Algérie : Un nouveau parti islamiste souhaite le report des législatives
Abdallah Djaballah, certain d'obtenir l'agrément des autorités pour lancer un nouveau parti en Algérie, a souhaité lundi le report des élections législatives, prévues en mai, pour permettre aux nouvelles formations de se préparer au scrutin.
“Le temps reste très limité devant des partis comme le nôtre. Nous avons besoin d’agrément pour pouvoir fonctionner alors que les autres partis sont, depuis longtemps, en plein préparatifs pour cette échéance. Nous souhaitons que ce rendez-vous soit reporté de un à deux mois”, a déclaré M. Djaballah, lors d’une conférence de presse à Alger.
De nouveaux partis, dont plusieurs islamistes, devraient être agréés en vertu des réformes menées sous l’égide du président Abdelaziz Bouteflika pour couper court à toute contagion du Printemps arabe en Algérie.
M. Djaballah a précisé que sa formation, le Front pour la justice et le développement (FJD), souhaitait obtenir, dans les “plus brefs délais”, l’autorisation d’organiser son congrès constitutif, initialement prévu samedi à Alger.
“Nous souhaitons obtenir, aujourd’hui ou demain, cette autorisation. Dans le cas contraire, nous serons obligés de reporter le congrès constitutif à une date ultérieure”, a-t-il précisé.
Les nouvelles formations ne peuvent convoquer de congrès ni faire campagne sans avoir été préalablement autorisés.M. Djaballah avait été candidat à l’élection présidentielle en 1999 et en 2004, remportées par l’actuel chef d’Etat Abdelaziz Boutefas.
Suite à des différends avec ses partisans, M. Djeballah avait quitté en 2000 la formation qu’il avait fondée au début des années 1990, le Mouvement Ennahda.

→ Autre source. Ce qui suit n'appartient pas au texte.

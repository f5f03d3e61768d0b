//! # Error Handling
//!
//! Centralized error types for autodoc core.
//! Uses `thiserror` for ergonomic error definitions.

use thiserror::Error;

/// Result type alias for autodoc operations
pub type Result<T> = std::result::Result<T, Error>;

/// Core error types for the route table, shape builder and server
#[derive(Error, Debug)]
pub enum Error {
    /// Server failed to bind to the specified address
    #[error("Failed to bind server to {address}: {source}")]
    BindError {
        /// The address we tried to bind to
        address: String,
        /// The underlying IO error
        #[source]
        source: std::io::Error,
    },

    /// A route with the same method and path is already registered
    #[error("Can't add route {method} {path}: not unique")]
    DuplicateRoute {
        /// Normalized method (uppercase or `*`)
        method: String,
        /// Normalized path
        path: String,
    },

    /// The matcher derived from a route pattern is not a valid regex
    #[error("Invalid route pattern: {pattern}: {source}")]
    PatternCompile {
        /// The derived matcher pattern
        pattern: String,
        /// Regex compiler error
        #[source]
        source: regex::Error,
    },

    /// A shape description is malformed
    #[error("Invalid shape {shape}: {reason}")]
    Descriptor {
        /// Name of the offending shape
        shape: String,
        /// What is wrong with it
        reason: String,
    },

    /// Declared shapes reference each other in a loop
    #[error("Cyclic shape reference: {}", path.join(" -> "))]
    ShapeCycle {
        /// Shape names along the cycle, first name repeated at the end
        path: Vec<String>,
    },

    /// HTTP protocol error
    #[error("HTTP error: {0}")]
    Http(#[from] hyper::Error),

    /// JSON serialization error
    #[error("JSON error: {0}")]
    Json(#[from] serde_json::Error),

    /// Generic IO error
    #[error("IO error: {0}")]
    Io(#[from] std::io::Error),

    /// Configuration value could not be parsed
    #[error("Invalid configuration {key}: {reason}")]
    Config {
        /// Environment key
        key: String,
        /// Reason for rejection
        reason: String,
    },

    /// Request payload too large
    #[error("Payload too large: limit={limit} bytes")]
    PayloadTooLarge {
        /// Max allowed size
        limit: usize,
    },
}

impl Error {
    /// Build a descriptor error for `shape`
    pub fn descriptor(shape: impl Into<String>, reason: impl Into<String>) -> Self {
        Self::Descriptor {
            shape: shape.into(),
            reason: reason.into(),
        }
    }
}

#[cfg(test)]
mod tests {
    use super::*;

    #[test]
    fn test_duplicate_route_error() {
        let err = Error::DuplicateRoute {
            method: "GET".to_string(),
            path: "/users".to_string(),
        };
        let msg = err.to_string();
        assert!(msg.contains("GET /users"));
        assert!(msg.contains("not unique"));
    }

    #[test]
    fn test_shape_cycle_error() {
        let err = Error::ShapeCycle {
            path: vec!["a::A".to_string(), "a::B".to_string(), "a::A".to_string()],
        };
        assert_eq!(err.to_string(), "Cyclic shape reference: a::A -> a::B -> a::A");
    }

    #[test]
    fn test_bind_error() {
        let io_err = std::io::Error::new(std::io::ErrorKind::AddrInUse, "address in use");
        let err = Error::BindError {
            address: "0.0.0.0:8000".to_string(),
            source: io_err,
        };
        assert!(err.to_string().contains("0.0.0.0:8000"));
    }

    #[test]
    fn test_descriptor_helper() {
        let err = Error::descriptor("demo::User", "empty field name");
        assert!(matches!(err, Error::Descriptor { .. }));
        assert!(err.to_string().contains("demo::User"));
    }
}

Il avait ensuite créé El Islah (réforme) qu’il a également quitté en raison d’un conflit interne.
Il a estimé qu’une “large participation” aux législatives dépendrait notamment de “la tenue des engagements pris par le pouvoir en vue d’ouvrir le champ politique et médiatique devant tout le monde et sur le même pied d’égalité”.
M. Bouteflika avait annoncé le 18 décembre que ces élections seraient ouvertes aux observateurs étrangers pour garantir leur transparence, car l’opposition dénonce systématiquement des fraudes en faveur des partis au pouvoir depuis l’instauration du multipartisme en 1989.